Experimental evidence that in vivo intracerebral administration of L-2-hydroxyglutaric acid to neonatal rats provokes disruption of redox status and histopathological abnormalities in the brain

Abstract

Tissue accumulation of L-2-hydroxyglutaric acid (L-2-HG) is the biochemical hallmark of L- 2-hydroxyglutaric aciduria (L-2-HGA), a rare neurometabolic inherited disease characterized by neurological symptoms and brain white matter abnormalities whose pathogenesis is not yet well established. L-2-HG was intracerebrarly administered to rat pups at postnatal day 1 (P1) to induce a rise of L-2-HG levels in the central nervous system (CNS). Thereafter, we investigated whether L-2- HG in vivo administration could disturb redox homeostasis and induce brain histopathological alterations in cerebral cortex and striatum of neonatal rats. L-2-HG markedly induced the generation of reactive oxygen species (increase of 2′,7′-dichloroflurescein-DCFH- oxidation), lipid peroxidation (increase of malondialdehyde concentrations) and protein oxidation (increase of carbonyl formation and decrease of sulfhydryl content), besides decreasing the antioxidant defenses (reduced glutathione - GSH) and sulfhydryl content in cerebral cortex. Alterations of the activities of various antioxidant enzymes were also observed in cerebral cortex and striatum following L-2-HG administration. Furthermore, L-2-HG-induced lipid peroxidation and GSH decrease in cerebral cortex were prevented by the antioxidant melatonin and by the classical antagonist of NMDA glutamate receptor MK-801, suggesting the involvement of reactive species and of overstimulation of NMDA receptor in these effects.

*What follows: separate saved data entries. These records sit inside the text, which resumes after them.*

//! Per-viewer display names
//!
//! Aliases are private to their owner, so every name shown to a user is
//! resolved against that user's own contacts and never cached across viewers.

use crate::error::AppResult;
use crate::models::conversation::DEFAULT_DIRECT_TITLE;
use crate::models::User;
use crate::store::ChatStore;
use std::collections::HashMap;
use uuid::Uuid;

/// Shown when a user row is missing entirely
pub const UNKNOWN_USER: &str = "Contact";

pub struct DisplayNames {
    aliases: HashMap<Uuid, String>,
    users: HashMap<Uuid, User>,
}

impl DisplayNames {
    /// Resolve names of `user_ids` as seen by `viewer`
    pub async fn load(store: &dyn ChatStore, viewer: Uuid, user_ids: &[Uuid]) -> AppResult<Self> {
        let aliases = store.aliases(viewer, user_ids).await?;
        let users = store
            .get_users(user_ids)
            .await?
            .into_iter()
            .map(|u| (u.id, u))
            .collect();
        Ok(Self { aliases, users })
    }

    /// alias > phone, the form used inside event payloads and system texts
    pub fn short_name(&self, user_id: Uuid) -> String {
        self.aliases
            .get(&user_id)
            .cloned()
            .or_else(|| self.users.get(&user_id).map(|u| u.phone.clone()))
            .unwrap_or_else(|| UNKNOWN_USER.to_string())
    }

    /// alias > first and last name > phone
    pub fn full_name(&self, user_id: Uuid) -> String {
        if let Some(alias) = self.aliases.get(&user_id) {
            return alias.clone();
        }
        match self.users.get(&user_id) {
            Some(user) => user.full_name().unwrap_or_else(|| user.phone.clone()),
            None => UNKNOWN_USER.to_string(),
        }
    }

    pub fn user(&self, user_id: Uuid) -> Option<&User> {
        self.users.get(&user_id)
    }

    /// Title of a one-to-one chat as seen by the viewer
    pub fn direct_title(&self, other: Option<Uuid>) -> String {
        match other {
            Some(other) if self.aliases.contains_key(&other) || self.users.contains_key(&other) => {
                self.full_name(other)
            }
            _ => DEFAULT_DIRECT_TITLE.to_string(),
        }
    }
}
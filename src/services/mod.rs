pub mod attachment_store;
pub mod call_service;
pub mod contact_service;
pub mod conversation_service;
pub mod delivery_service;
pub mod display;
pub mod fanout;
pub mod membership_service;
pub mod message_service;
pub mod presence_service;

// Re-export key types for convenience
pub use attachment_store::{AttachmentStore, LocalDiskStore};
pub use call_service::CallService;
pub use contact_service::{ContactService, ContactView};
pub use conversation_service::{ConversationService, ConversationSummary, MemberView};
pub use delivery_service::DeliveryService;
pub use membership_service::MembershipService;
pub use message_service::{MessageService, MessageView, SentMessage};
pub use presence_service::PresenceService;
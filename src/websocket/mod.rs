use crate::metrics;
use chrono::{DateTime, Utc};
use std::collections::{HashMap, HashSet};
use std::sync::Arc;
use tokio::sync::{
    mpsc::{unbounded_channel, UnboundedReceiver, UnboundedSender},
    RwLock,
};
use uuid::Uuid;

pub mod events;
pub mod handlers;
pub mod message_types;

/// Unique identifier for one websocket connection
#[derive(Debug, Clone, Copy, PartialEq, Eq, Hash)]
pub struct ConnectionId(Uuid);

impl ConnectionId {
    pub fn new() -> Self {
        Self(Uuid::new_v4())
    }
}

impl Default for ConnectionId {
    fn default() -> Self {
        Self::new()
    }
}

/// Broadcast target
#[derive(Debug, Clone, Copy, PartialEq, Eq)]
pub enum Scope {
    /// Every connection of the user, across devices and tabs
    User(Uuid),
    /// Every connection subscribed to the conversation
    Conversation(Uuid),
}

/// Presence transition to broadcast process-wide
#[derive(Debug, Clone, Copy, PartialEq, Eq)]
pub struct PresenceChange {
    pub user_id: Uuid,
    pub online: bool,
    pub last_seen: DateTime<Utc>,
}

struct Connection {
    user_id: Uuid,
    sender: UnboundedSender<String>,
    conversations: HashSet<Uuid>,
}

struct PresenceEntry {
    /// Connection on record; only its disconnect flips the user offline
    connection: Option<ConnectionId>,
    online: bool,
    last_seen: DateTime<Utc>,
}

#[derive(Default)]
struct Rooms {
    connections: HashMap<ConnectionId, Connection>,
    users: HashMap<Uuid, HashSet<ConnectionId>>,
    conversations: HashMap<Uuid, HashSet<ConnectionId>>,
    presence: HashMap<Uuid, PresenceEntry>,
}

impl Rooms {
    fn detach(&mut self, id: ConnectionId) -> Option<Connection> {
        let connection = self.connections.remove(&id)?;
        if let Some(set) = self.users.get_mut(&connection.user_id) {
            set.remove(&id);
            if set.is_empty() {
                self.users.remove(&connection.user_id);
            }
        }
        for conversation_id in &connection.conversations {
            if let Some(set) = self.conversations.get_mut(conversation_id) {
                set.remove(&id);
                if set.is_empty() {
                    self.conversations.remove(conversation_id);
                }
            }
        }
        Some(connection)
    }

    fn targets(&self, scopes: &[Scope]) -> HashSet<ConnectionId> {
        let mut targets = HashSet::new();
        for scope in scopes {
            let members = match scope {
                Scope::User(user_id) => self.users.get(user_id),
                Scope::Conversation(conversation_id) => self.conversations.get(conversation_id),
            };
            if let Some(members) = members {
                targets.extend(members.iter().copied());
            }
        }
        targets
    }

    /// Send to each target once; senders whose receiver is gone are pruned
    fn deliver(&mut self, targets: HashSet<ConnectionId>, frame: &str) -> usize {
        let mut delivered = 0;
        let mut dead = Vec::new();
        for id in targets {
            match self.connections.get(&id) {
                Some(connection) if connection.sender.send(frame.to_string()).is_ok() => {
                    delivered += 1
                }
                Some(_) => dead.push(id),
                None => {}
            }
        }
        if !dead.is_empty() {
            tracing::debug!(dead = dead.len(), "Pruned closed connections during fan-out");
            for id in &dead {
                self.detach(*id);
            }
        }
        metrics::record_frames(delivered, dead.len());
        delivered
    }
}

/// Presence registry and room membership for live websocket connections
///
/// Process-local: with several instances each one only sees its own
/// connections, so presence degrades to per-instance visibility.
#[derive(Default, Clone)]
pub struct ConnectionRegistry {
    inner: Arc<RwLock<Rooms>>,
}

impl ConnectionRegistry {
    pub fn new() -> Self {
        Self::default()
    }

    /// Attach a new connection to the user scope
    ///
    /// Returns the connection id and the channel its frames arrive on.
    pub async fn connect(&self, user_id: Uuid) -> (ConnectionId, UnboundedReceiver<String>) {
        let (tx, rx) = unbounded_channel();
        let id = ConnectionId::new();

        let mut guard = self.inner.write().await;
        guard.connections.insert(
            id,
            Connection {
                user_id,
                sender: tx,
                conversations: HashSet::new(),
            },
        );
        guard.users.entry(user_id).or_default().insert(id);
        metrics::WS_CONNECTIONS.set(guard.connections.len() as i64);

        tracing::debug!(
            connection = ?id,
            user_id = %user_id,
            user_connections = guard.users.get(&user_id).map(|s| s.len()).unwrap_or(0),
            "Connection attached"
        );
        (id, rx)
    }

    /// Mark the connection's user online with this connection on record
    pub async fn register(&self, id: ConnectionId) -> Option<PresenceChange> {
        let mut guard = self.inner.write().await;
        let user_id = guard.connections.get(&id)?.user_id;
        let now = Utc::now();
        guard.presence.insert(
            user_id,
            PresenceEntry {
                connection: Some(id),
                online: true,
                last_seen: now,
            },
        );
        Some(PresenceChange {
            user_id,
            online: true,
            last_seen: now,
        })
    }

    /// Detach a connection from every scope
    ///
    /// The user goes offline only when this connection is still the one on
    /// record, so a superseded connection closing late changes nothing.
    pub async fn disconnect(&self, id: ConnectionId) -> Option<PresenceChange> {
        let mut guard = self.inner.write().await;
        let user_id = guard
            .detach(id)
            .map(|c| c.user_id)
            .or_else(|| {
                guard
                    .presence
                    .iter()
                    .find(|(_, p)| p.connection == Some(id))
                    .map(|(user_id, _)| *user_id)
            });
        metrics::WS_CONNECTIONS.set(guard.connections.len() as i64);

        let user_id = user_id?;
        let entry = guard.presence.get_mut(&user_id)?;
        if entry.connection != Some(id) {
            tracing::debug!(connection = ?id, user_id = %user_id, "Stale disconnect ignored");
            return None;
        }
        let now = Utc::now();
        entry.connection = None;
        entry.online = false;
        entry.last_seen = now;
        Some(PresenceChange {
            user_id,
            online: false,
            last_seen: now,
        })
    }

    pub async fn subscribe(&self, id: ConnectionId, conversation_id: Uuid) -> bool {
        let mut guard = self.inner.write().await;
        match guard.connections.get_mut(&id) {
            Some(connection) => {
                connection.conversations.insert(conversation_id);
            }
            None => return false,
        }
        guard
            .conversations
            .entry(conversation_id)
            .or_default()
            .insert(id);
        true
    }

    /// Drop every connection of the user from the conversation scope
    ///
    /// Returns how many connections were unsubscribed.
    pub async fn unsubscribe_user(&self, user_id: Uuid, conversation_id: Uuid) -> usize {
        let mut guard = self.inner.write().await;
        let ids: Vec<ConnectionId> = guard
            .users
            .get(&user_id)
            .map(|set| set.iter().copied().collect())
            .unwrap_or_default();

        let mut removed = 0;
        for id in ids {
            if let Some(connection) = guard.connections.get_mut(&id) {
                connection.conversations.remove(&conversation_id);
            }
            if let Some(set) = guard.conversations.get_mut(&conversation_id) {
                if set.remove(&id) {
                    removed += 1;
                }
                if set.is_empty() {
                    guard.conversations.remove(&conversation_id);
                }
            }
        }
        tracing::debug!(
            user_id = %user_id,
            conversation_id = %conversation_id,
            removed,
            "User unsubscribed from conversation"
        );
        removed
    }

    pub async fn is_subscribed(&self, id: ConnectionId, conversation_id: Uuid) -> bool {
        self.inner
            .read()
            .await
            .conversations
            .get(&conversation_id)
            .map(|set| set.contains(&id))
            .unwrap_or(false)
    }

    /// Deliver a frame at most once to every connection in the union of
    /// `scopes`, optionally skipping the originating connection
    pub async fn publish(&self, scopes: &[Scope], frame: &str, skip: Option<ConnectionId>) -> usize {
        let mut guard = self.inner.write().await;
        let mut targets = guard.targets(scopes);
        if let Some(skip) = skip {
            targets.remove(&skip);
        }
        let delivered = guard.deliver(targets, frame);
        tracing::debug!(scopes = ?scopes, delivered, "Published frame");
        delivered
    }

    /// Every live connection in the process
    pub async fn broadcast_all(&self, frame: &str) -> usize {
        let mut guard = self.inner.write().await;
        let targets: HashSet<ConnectionId> = guard.connections.keys().copied().collect();
        guard.deliver(targets, frame)
    }

    /// Distinct users with at least one connection subscribed to the conversation
    pub async fn conversation_viewers(&self, conversation_id: Uuid) -> Vec<Uuid> {
        let guard = self.inner.read().await;
        let mut viewers: Vec<Uuid> = guard
            .conversations
            .get(&conversation_id)
            .map(|set| {
                set.iter()
                    .filter_map(|id| guard.connections.get(id).map(|c| c.user_id))
                    .collect::<HashSet<_>>()
                    .into_iter()
                    .collect()
            })
            .unwrap_or_default();
        viewers.sort();
        viewers
    }

    /// Deliver to the viewer's connections that are subscribed to the conversation
    pub async fn publish_to_viewer(&self, conversation_id: Uuid, viewer: Uuid, frame: &str) -> usize {
        let mut guard = self.inner.write().await;
        let targets: HashSet<ConnectionId> = match guard.conversations.get(&conversation_id) {
            Some(set) => set
                .iter()
                .filter(|id| {
                    guard
                        .connections
                        .get(id)
                        .map(|c| c.user_id == viewer)
                        .unwrap_or(false)
                })
                .copied()
                .collect(),
            None => return 0,
        };
        guard.deliver(targets, frame)
    }

    pub async fn is_online(&self, user_id: Uuid) -> bool {
        self.inner
            .read()
            .await
            .presence
            .get(&user_id)
            .map(|p| p.online)
            .unwrap_or(false)
    }

    pub async fn last_seen(&self, user_id: Uuid) -> Option<DateTime<Utc>> {
        self.inner
            .read()
            .await
            .presence
            .get(&user_id)
            .map(|p| p.last_seen)
    }

    pub async fn connection_count(&self) -> usize {
        self.inner.read().await.connections.len()
    }
}
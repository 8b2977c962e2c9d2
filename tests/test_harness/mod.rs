//! Test Harness Module
//!
//! Shared setup for the integration tests:
//! - In-memory store and a live connection registry
//! - Tokens signed with the test secret
//! - Helpers to seed users and conversations
//! - Frame helpers for registry channels
//! - A fault-injecting store for failure paths

#![allow(dead_code)]

pub mod faulty_store;

use realtime_messaging_service::{
    config::Config,
    middleware::auth::JwtVerifier,
    models::User,
    services::{attachment_store::LocalDiskStore, conversation_service::ConversationService},
    state::AppState,
    store::{memory::InMemoryStore, ChatStore},
    websocket::ConnectionRegistry,
};
use serde_json::Value;
use std::sync::Arc;
use std::time::Duration;
use tempfile::TempDir;
use tokio::sync::mpsc::UnboundedReceiver;
use uuid::Uuid;

pub const JWT_SECRET: &str = "integration-test-secret";

/// Test Environment
pub struct TestEnvironment {
    pub state: AppState,
    pub jwt: JwtVerifier,
    // dropped with the environment
    uploads: TempDir,
}

impl TestEnvironment {
    pub fn new() -> Self {
        Self::with_store(Arc::new(InMemoryStore::new()))
    }

    pub fn with_store(store: Arc<dyn ChatStore>) -> Self {
        let uploads = TempDir::new().expect("Failed to create upload dir");
        let upload_dir = uploads.path().to_string_lossy().to_string();
        let config = Config::for_memory(JWT_SECRET, &upload_dir);

        let state = AppState {
            store,
            registry: ConnectionRegistry::new(),
            attachments: Arc::new(LocalDiskStore::new(
                uploads.path(),
                &config.public_base_url,
            )),
            config: Arc::new(config),
            auth: Arc::new(JwtVerifier::new(JWT_SECRET)),
        };

        Self {
            state,
            jwt: JwtVerifier::new(JWT_SECRET),
            uploads,
        }
    }

    pub fn store(&self) -> &dyn ChatStore {
        self.state.store.as_ref()
    }

    pub fn registry(&self) -> &ConnectionRegistry {
        &self.state.registry
    }

    pub fn upload_root(&self) -> &std::path::Path {
        self.uploads.path()
    }

    pub async fn user(&self, phone: &str, first_name: &str) -> User {
        let user = User::new(phone).with_name(first_name, None);
        self.store()
            .upsert_user(&user)
            .await
            .expect("Failed to seed user");
        user
    }

    pub fn token(&self, user_id: Uuid) -> String {
        self.jwt
            .issue(user_id, chrono::Duration::minutes(10))
            .expect("Failed to sign token")
    }

    pub fn bearer(&self, user_id: Uuid) -> (&'static str, String) {
        ("Authorization", format!("Bearer {}", self.token(user_id)))
    }

    /// Group created by `creator` with `members`
    pub async fn group(&self, creator: Uuid, members: &[Uuid], title: &str) -> Uuid {
        ConversationService::create(
            self.store(),
            self.registry(),
            creator,
            members,
            true,
            Some(title),
        )
        .await
        .expect("Failed to create group")
        .detail
        .id
    }

    pub async fn direct(&self, requester: Uuid, other: Uuid) -> Uuid {
        ConversationService::create(self.store(), self.registry(), requester, &[other], false, None)
            .await
            .expect("Failed to create direct conversation")
            .detail
            .id
    }
}

/// Let wall-clock timestamps move past the previous write
pub async fn tick() {
    tokio::time::sleep(Duration::from_millis(5)).await;
}

/// Every frame currently queued on a registry channel, parsed
pub fn drain(rx: &mut UnboundedReceiver<String>) -> Vec<Value> {
    let mut frames = Vec::new();
    while let Ok(frame) = rx.try_recv() {
        frames.push(serde_json::from_str(&frame).expect("Frame is not JSON"));
    }
    frames
}

/// Frames of one event name, in arrival order
pub fn events_named(frames: &[Value], name: &str) -> Vec<Value> {
    frames
        .iter()
        .filter(|f| f["event"] == name)
        .map(|f| f["data"].clone())
        .collect()
}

Finally, L-2-HG provoked vacuolation and edema particularly in the cerebral cortex with less intense alterations in the striatum that were possibly associated with the unbalanced redox homeostasis caused by this metabolite. Taken together, it is presumed that these pathomechanisms may underlie the neurological symptoms and brain abnormalities observed in the affected patients.